Controlling False Disrupted Connectivities in Neuroimaging Studies

Dulal K Bhaumik; Yuanbo Song; Dan Zhao; Olusola Ajilore

Controlling False Disrupted Connectivities in Neuroimaging Studies

Dulal K Bhaumik¹, Yuanbo Song², Dan Zhao^2*, Olusola Ajilore¹

¹Department of Psychiatry, University of Illinois at Chicago, USA

²Department of Epidemiology and Biostatistics, University of Illinois at Chicago, USA

^*Corresponding author: Dulal K. Bhaumik, Department of Epidemiology and Biostatistics, University of Illinois at Chicago, USA. Email: dbhaumik@uic.edu; Tel: +1(312) 413-4455

Received Date: 15 October, 2018; Accepted Date: 30 October, 2018; Published Date: 07 November, 2018

Citation: Bhaumik DK, Song Y, Zhao D, Ajilore O (2018) Controlling False Disrupted Connectivities in Neuroimaging Studies. J Biostat Biom: JBSB-108. DOI: 10.29011/JBSB-108.100008.

Abstract

Detection of disrupted connectivities is an important problem in neuroimaging research for targeting treatment interventions in order to get optimal therapeutic benefits. Disrupted connectivities are generally detected by comparing the disease group with a healthy control group utilizing the whole brain, resulting in thousands of comparisons.

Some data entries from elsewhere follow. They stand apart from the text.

//! # Tracer Provider
//!
//! The [`TracerProvider`] owns the trace half of the pipeline: the id
//! generator, the resource, and the chain of [`SpanProcessor`]s that
//! finished spans flow through. It hands out [`Tracer`]s, which are cheap
//! clones of a shared handle.
//!
//! Shutting the provider down is terminal: processors drain and release
//! their worker threads, and any tracer created from the provider starts
//! only inert, non-recording spans from then on. Dropping the last handle
//! shuts the provider down implicitly.

use crate::error::{TelemetryError, TelemetryResult};
use crate::resource::Resource;
use crate::trace::{
    IdGenerator, RandomIdGenerator, SpanData, SpanProcessor, Tracer,
};
use std::fmt;
use std::sync::atomic::{AtomicBool, Ordering};
use std::sync::Arc;
use tracing::warn;

/// Creator and registry of [`Tracer`]s, owner of the span pipeline.
#[derive(Clone, Debug)]
pub struct TracerProvider {
    inner: Arc<TracerProviderInner>,
}

struct TracerProviderInner {
    processors: Vec<Box<dyn SpanProcessor>>,
    config: Config,
    is_shutdown: AtomicBool,
}

impl TracerProviderInner {
    /// Shuts down the inner processors, returning the first error.
    fn shutdown(&self) -> TelemetryResult<()> {
        let mut result = Ok(());
        for processor in &self.processors {
            if let Err(err) = processor.shutdown() {
                if result.is_ok() {
                    result = Err(err);
                }
            }
        }
        result
    }
}

impl Drop for TracerProviderInner {
    fn drop(&mut self) {
        if !self.is_shutdown.load(Ordering::Relaxed) {
            if let Err(err) = self.shutdown() {
                warn!(
                    name: "telemetry.provider.drop_shutdown_failed",
                    error = %err,
                    "tracer provider shutdown failed in drop"
                );
            }
        }
    }
}

impl fmt::Debug for TracerProviderInner {
    fn fmt(&self, f: &mut fmt::Formatter<'_>) -> fmt::Result {
        f.debug_struct("TracerProviderInner")
            .field("processors", &self.processors.len())
            .field("config", &self.config)
            .finish()
    }
}

/// Shared configuration of a [`TracerProvider`].
#[derive(Debug)]
pub struct Config {
    /// Generator of trace and span ids.
    pub id_generator: Box<dyn IdGenerator>,
    /// Attributes describing the producing entity.
    pub resource: Resource,
}

impl Default for Config {
    fn default() -> Self {
        Config {
            id_generator: Box::<RandomIdGenerator>::default(),
            resource: Resource::empty(),
        }
    }
}

impl TracerProvider {
    /// Create a [`TracerProviderBuilder`].
    pub fn builder() -> TracerProviderBuilder {
        TracerProviderBuilder::default()
    }

    /// Create a [`Tracer`] backed by this provider.
    pub fn tracer(&self) -> Tracer {
        Tracer::new(self.clone())
    }

    pub(crate) fn config(&self) -> &Config {
        &self.inner.config
    }

    /// The resource this provider stamps on its telemetry.
    pub fn resource(&self) -> &Resource {
        &self.inner.config.resource
    }

    pub(crate) fn is_shutdown(&self) -> bool {
        self.inner.is_shutdown.load(Ordering::Relaxed)
    }

    /// Delivers a finished span to every registered processor.
    pub(crate) fn on_span_end(&self, span: SpanData) {
        if self.is_shutdown() {
            return;
        }
        let processors = &self.inner.processors;
        // clone for all but the last processor
        for processor in processors.iter().take(processors.len().saturating_sub(1)) {
            processor.on_end(span.clone());
        }
        if let Some(last) = processors.last() {
            last.on_end(span);
        }
    }

    /// Asks every processor to export its buffered spans, blocking until
    /// done. Returns the first error encountered.
    pub fn force_flush(&self) -> TelemetryResult<()> {
        if self.is_shutdown() {
            return Err(TelemetryError::AlreadyShutdown);
        }
        let mut result = Ok(());
        for processor in &self.inner.processors {
            if let Err(err) = processor.force_flush() {
                if result.is_ok() {
                    result = Err(err);
                }
            }
        }
        result
    }

    /// Drains and shuts down every processor. Terminal and idempotent;
    /// the second and later calls fail with
    /// [`TelemetryError::AlreadyShutdown`].
    pub fn shutdown(&self) -> TelemetryResult<()> {
        if self
            .inner
            .is_shutdown
            .compare_exchange(false, true, Ordering::SeqCst, Ordering::SeqCst)
            .is_ok()
        {
            self.inner.shutdown()
        } else {
            Err(TelemetryError::AlreadyShutdown)
        }
    }
}

/// Builder for [`TracerProvider`].
#[derive(Debug, Default)]
pub struct TracerProviderBuilder {
    processors: Vec<Box<dyn SpanProcessor>>,
    id_generator: Option<Box<dyn IdGenerator>>,
    resource: Option<Resource>,
}

impl TracerProviderBuilder {
    /// Append a [`SpanProcessor`] to the pipeline. Finished spans visit
    /// processors in registration order.
    pub fn with_span_processor<T: SpanProcessor + 'static>(mut self, processor: T) -> Self {
        self.processors.push(Box::new(processor));
        self
    }

    /// Replace the default random [`IdGenerator`].
    pub fn with_id_generator<T: IdGenerator + 'static>(mut self, id_generator: T) -> Self {
        self.id_generator = Some(Box::new(id_generator));
        self
    }

    /// Set the [`Resource`] describing the producing entity.
    pub fn with_resource(mut self, resource: Resource) -> Self {
        self.resource = Some(resource);
        self
    }

    /// Build the configured [`TracerProvider`].
    pub fn build(self) -> TracerProvider {
        let mut config = Config::default();
        if let Some(id_generator) = self.id_generator {
            config.id_generator = id_generator;
        }
        if let Some(resource) = self.resource {
            config.resource = resource;
        }

        let mut processors = self.processors;
        for processor in &mut processors {
            processor.set_resource(&config.resource);
        }

        TracerProvider {
            inner: Arc::new(TracerProviderInner {
                processors,
                config,
                is_shutdown: AtomicBool::new(false),
            }),
        }
    }
}

#[cfg(test)]
mod tests {
    use super::*;
    use crate::trace::{BatchSpanProcessor, InMemorySpanExporter, SimpleSpanProcessor};
    use crate::KeyValue;

    #[test]
    fn shutdown_is_terminal_and_idempotent() {
        let exporter = InMemorySpanExporter::default();
        let provider = TracerProvider::builder()
            .with_span_processor(BatchSpanProcessor::new(exporter.clone()))
            .build();

        let tracer = provider.tracer();
        tracer.start("before").end();

        provider.shutdown().unwrap();
        assert_eq!(exporter.get_finished_spans().unwrap().len(), 1);
        assert_eq!(provider.shutdown(), Err(TelemetryError::AlreadyShutdown));
        assert_eq!(provider.force_flush(), Err(TelemetryError::AlreadyShutdown));
    }

    #[test]
    fn spans_after_shutdown_are_inert() {
        let exporter = InMemorySpanExporter::default();
        let provider = TracerProvider::builder()
            .with_span_processor(SimpleSpanProcessor::new(exporter.clone()))
            .build();
        let tracer = provider.tracer();
        provider.shutdown().unwrap();

        let mut span = tracer.start("late");
        assert!(!span.is_recording());
        assert!(!span.span_context().is_valid());
        span.end();
        assert!(exporter.get_finished_spans().unwrap().is_empty());
    }

    #[test]
    fn drop_flushes_pending_spans() {
        let exporter = InMemorySpanExporter::default();
        {
            let provider = TracerProvider::builder()
                .with_span_processor(BatchSpanProcessor::new(exporter.clone()))
                .build();
            provider.tracer().start("pending").end();
        }
        assert_eq!(exporter.get_finished_spans().unwrap().len(), 1);
        assert!(exporter.is_shutdown());
    }

    #[test]
    fn resource_reaches_exporter() {
        let exporter = InMemorySpanExporter::default();
        let resource = Resource::builder().with_service_name("checkout-service").build();
        let provider = TracerProvider::builder()
            .with_span_processor(SimpleSpanProcessor::new(exporter.clone()))
            .with_resource(resource.clone())
            .build();

        assert_eq!(exporter.resource().unwrap(), resource);
        assert_eq!(provider.resource(), &resource);
    }

    #[test]
    fn every_processor_sees_each_span() {
        let first = InMemorySpanExporter::default();
        let second = InMemorySpanExporter::default();
        let provider = TracerProvider::builder()
            .with_span_processor(SimpleSpanProcessor::new(first.clone()))
            .with_span_processor(SimpleSpanProcessor::new(second.clone()))
            .build();

        let mut span = provider.tracer().start("op");
        span.set_attribute(KeyValue::new("shared", true)).unwrap();
        span.end();

        assert_eq!(first.get_finished_spans().unwrap().len(), 1);
        assert_eq!(second.get_finished_spans().unwrap().len(), 1);
    }
}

However, standard neuroimaging studies devoted to making such large scale multiple comparisons towards discovering statistically significant disrupted connectivities are seen to produce inflated false discoveries. Thus, development of statistical methods for multiple comparisons built upon a solid theoretical foundation in neuroimaging studies for controlling false discoveries is urgently needed. This article explores several approaches to control the false discovery rate, and recommends one best suited for detecting disrupted connectivities. Results are illustrated with a live data set generated from a late life depression study.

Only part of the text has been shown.